▶ Exercise inputs
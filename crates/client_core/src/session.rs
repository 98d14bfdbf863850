//! Orchestration session: owns the state, the inbox and the progress subscription.

use std::sync::Arc;

use shared::{
    domain::{BackendKind, DistroId},
    protocol::{InstallKey, InstallRequest, INSTALL_PROGRESS_CHANNEL},
};
use tokio::sync::mpsc;
use tracing::{debug, info};

use crate::{
    catalog,
    error::SessionError,
    gateway::{CommandGateway, GatewayError},
    install::InstallOrchestrator,
    notice::{ErrorNotice, NoticeContext},
    selection::SelectionChange,
    state::{Inbound, SessionState, SessionView, Update},
    subscription::{ProgressSource, SubscriptionHandle, SubscriptionManager},
};

#[derive(Debug, Clone)]
pub struct SessionConfig {
    pub progress_channel: String,
    pub clear_active_on_terminal: bool,
}

impl Default for SessionConfig {
    fn default() -> Self {
        Self {
            progress_channel: INSTALL_PROGRESS_CHANNEL.to_string(),
            clear_active_on_terminal: false,
        }
    }
}

pub struct Session {
    gateway: CommandGateway,
    orchestrator: InstallOrchestrator,
    subscriptions: SubscriptionManager,
    subscription: SubscriptionHandle,
    state: SessionState,
    inbox_tx: mpsc::UnboundedSender<Inbound>,
    inbox_rx: mpsc::UnboundedReceiver<Inbound>,
}

impl Session {
    /// Subscribes to the progress channel and issues the initial catalog load.
    pub async fn start(
        gateway: CommandGateway,
        source: Arc<dyn ProgressSource>,
        config: SessionConfig,
    ) -> Result<Self, GatewayError> {
        let (inbox_tx, inbox_rx) = mpsc::unbounded_channel();
        let subscriptions = SubscriptionManager::new(source, config.progress_channel.clone());
        let progress_tx = inbox_tx.clone();
        let closed_tx = inbox_tx.clone();
        let subscription = subscriptions
            .subscribe_until_closed(
                move |event| {
                    let _ = progress_tx.send(Inbound::Progress(event));
                },
                move |err| {
                    let _ = closed_tx.send(Inbound::ChannelClosed(err));
                },
            )
            .await?;

        let session = Self {
            orchestrator: InstallOrchestrator::new(gateway.clone()),
            gateway,
            subscriptions,
            subscription,
            state: SessionState::new(config.clear_active_on_terminal),
            inbox_tx,
            inbox_rx,
        };
        session.refresh();
        info!(channel = %config.progress_channel, "orchestration session started");
        Ok(session)
    }

    /// Reloads the full catalog; the result arrives through the inbox.
    pub fn refresh(&self) {
        let gateway = self.gateway.clone();
        let inbox = self.inbox_tx.clone();
        tokio::spawn(async move {
            let result = catalog::load_all(&gateway).await;
            let _ = inbox.send(Inbound::CatalogLoaded(result));
        });
    }

    pub fn select(&mut self, distro_id: &DistroId) -> Result<(), SessionError> {
        if let SelectionChange::Selected { fetch } = self.state.select(distro_id)? {
            self.spawn_version_fetch(fetch);
        }
        Ok(())
    }

    pub fn deselect(&mut self) {
        self.state.deselect();
    }

    pub fn set_query(&mut self, query: impl Into<String>) {
        self.state.set_query(query);
    }

    fn spawn_version_fetch(&self, distro_id: DistroId) {
        let gateway = self.gateway.clone();
        let inbox = self.inbox_tx.clone();
        debug!(distro_id = %distro_id, "fetching versions");
        tokio::spawn(async move {
            let result = catalog::load_versions(&gateway, distro_id.clone())
                .await
                .map(|list| list.versions);
            let _ = inbox.send(Inbound::VersionsLoaded { distro_id, result });
        });
    }

    /// Returns once the backend accepted or refused; progress follows on the
    /// event channel.
    pub async fn install(
        &mut self,
        distro_id: &DistroId,
        version: &str,
        backend: BackendKind,
    ) -> Result<InstallKey, GatewayError> {
        let request = InstallRequest {
            distro_id: distro_id.clone(),
            version: version.to_string(),
            backend,
        };
        let outcome = self
            .orchestrator
            .install(
                &request,
                self.state.selection().selected(),
                self.state.catalog().versions(),
            )
            .await;
        match outcome {
            Ok(()) => {
                let key = request.key();
                self.state.record_install_accepted(key.clone());
                Ok(key)
            }
            Err(err) => {
                self.state
                    .record_error(ErrorNotice::from_gateway(NoticeContext::Install, &err));
                Err(err)
            }
        }
    }

    pub async fn open_settings(&self) -> Result<(), GatewayError> {
        self.gateway.open_settings().await
    }

    /// Waits for the next inbox message and folds it into the state.
    pub async fn next_update(&mut self) -> Option<Update> {
        let inbound = self.inbox_rx.recv().await?;
        Some(self.state.apply(inbound))
    }

    /// Folds every message that is already queued, without waiting.
    pub fn drain(&mut self) -> Vec<Update> {
        let mut updates = Vec::new();
        while let Ok(inbound) = self.inbox_rx.try_recv() {
            updates.push(self.state.apply(inbound));
        }
        updates
    }

    pub fn state(&self) -> &SessionState {
        &self.state
    }

    pub fn view(&self) -> SessionView {
        self.state.view()
    }

    /// False once the session unsubscribed or the progress channel was lost.
    pub fn is_subscribed(&self) -> bool {
        self.subscription.is_active()
    }

    pub fn active_subscriptions(&self) -> usize {
        self.subscriptions.active_subscriptions()
    }

    pub fn shutdown(self) {
        self.subscription.unsubscribe();
        info!(channel = %self.subscriptions.channel(), "orchestration session shut down");
    }
}

#[cfg(test)]
#[path = "tests/session_tests.rs"]
mod tests;
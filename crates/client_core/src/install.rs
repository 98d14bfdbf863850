//! Install requests and the single-slot progress projection.

use std::collections::BTreeSet;

use chrono::{DateTime, Utc};
use shared::{
    domain::Distribution,
    protocol::{InstallKey, InstallProgressEvent, InstallRequest},
};
use tracing::{debug, info};

use crate::{
    catalog::VersionList,
    gateway::{CommandGateway, GatewayError},
};

/// Checks an install against what is currently displayed. Failures are
/// reported as local rejections and nothing is sent to the backend.
pub fn validate_install(
    request: &InstallRequest,
    selected: Option<&Distribution>,
    displayed: Option<&VersionList>,
) -> Result<(), GatewayError> {
    if request.version.trim().is_empty() {
        return Err(GatewayError::rejected_locally(
            "choose a version before installing",
        ));
    }
    let Some(distro) = selected.filter(|distro| distro.id == request.distro_id) else {
        return Err(GatewayError::rejected_locally(format!(
            "distribution `{}` is not selected",
            request.distro_id
        )));
    };
    if !distro.supports(request.backend) {
        return Err(GatewayError::rejected_locally(format!(
            "{} cannot be installed with the {} backend",
            distro.name, request.backend
        )));
    }
    let available = displayed
        .filter(|list| list.distro_id == request.distro_id)
        .is_some_and(|list| list.contains(&request.version));
    if !available {
        return Err(GatewayError::rejected_locally(format!(
            "version `{}` is not available for {}",
            request.version, distro.name
        )));
    }
    Ok(())
}

#[derive(Clone)]
pub struct InstallOrchestrator {
    gateway: CommandGateway,
}

impl InstallOrchestrator {
    pub fn new(gateway: CommandGateway) -> Self {
        Self { gateway }
    }

    /// Validates, then waits only for the backend's accept/reject answer.
    pub async fn install(
        &self,
        request: &InstallRequest,
        selected: Option<&Distribution>,
        displayed: Option<&VersionList>,
    ) -> Result<(), GatewayError> {
        validate_install(request, selected, displayed)?;
        self.gateway.install(request).await?;
        info!(
            distro_id = %request.distro_id,
            version = %request.version,
            backend = %request.backend,
            "install accepted by backend"
        );
        Ok(())
    }
}

#[derive(Debug, Clone, PartialEq)]
pub struct ActiveInstall {
    pub event: InstallProgressEvent,
    pub received_at: DateTime<Utc>,
    /// Whether this session issued the install (vs. only seeing its events).
    pub requested_locally: bool,
}

impl ActiveInstall {
    pub fn key(&self) -> InstallKey {
        self.event.key()
    }
}

#[derive(Debug, Clone, Copy, PartialEq, Eq)]
pub enum ProgressOutcome {
    /// First event, or an event for a different install than the tracked one.
    Started,
    Advanced,
    Finished { succeeded: bool },
}

/// Last-event-wins projection: one slot, replaced by every event.
#[derive(Debug, Default)]
pub struct InstallProjection {
    active: Option<ActiveInstall>,
    in_flight: BTreeSet<InstallKey>,
    requested: BTreeSet<InstallKey>,
    clear_on_terminal: bool,
}

impl InstallProjection {
    pub fn new(clear_on_terminal: bool) -> Self {
        Self {
            clear_on_terminal,
            ..Self::default()
        }
    }

    pub fn active(&self) -> Option<&ActiveInstall> {
        self.active.as_ref()
    }

    pub fn in_flight(&self) -> impl Iterator<Item = &InstallKey> {
        self.in_flight.iter()
    }

    pub fn is_in_flight(&self, key: &InstallKey) -> bool {
        self.in_flight.contains(key)
    }

    pub fn record_accepted(&mut self, key: InstallKey) {
        self.requested.insert(key.clone());
        self.in_flight.insert(key);
    }

    /// Forgets every in-flight install once their progress can no longer
    /// arrive. The last displayed event is kept.
    pub fn abandon_in_flight(&mut self) -> usize {
        let abandoned = self.in_flight.len();
        self.in_flight.clear();
        self.requested.clear();
        if let Some(active) = self.active.as_mut() {
            active.requested_locally = false;
        }
        abandoned
    }

    pub fn apply(&mut self, event: InstallProgressEvent) -> ProgressOutcome {
        let key = event.key();
        let outcome = if event.phase.is_terminal() {
            ProgressOutcome::Finished {
                succeeded: event.phase.is_success(),
            }
        } else {
            match &self.active {
                Some(active) if event.matches(&active.key()) => ProgressOutcome::Advanced,
                Some(active) => {
                    debug!(previous = %active.key(), next = %key, "active install slot replaced");
                    ProgressOutcome::Started
                }
                None => ProgressOutcome::Started,
            }
        };

        let requested_locally = self.requested.contains(&key);
        if let ProgressOutcome::Finished { succeeded } = outcome {
            self.in_flight.remove(&key);
            self.requested.remove(&key);
            info!(install = %key, phase = %event.phase, succeeded, "install reached a terminal phase");
        } else {
            self.in_flight.insert(key);
        }

        if self.clear_on_terminal && matches!(outcome, ProgressOutcome::Finished { .. }) {
            self.active = None;
        } else {
            self.active = Some(ActiveInstall {
                event,
                received_at: Utc::now(),
                requested_locally,
            });
        }
        outcome
    }
}

#[cfg(test)]
#[path = "tests/install_tests.rs"]
mod tests;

▶ Work required
Determine how many lines above contain the string "SubscriptionHandle". Give only that number.

▶ Exercise output
2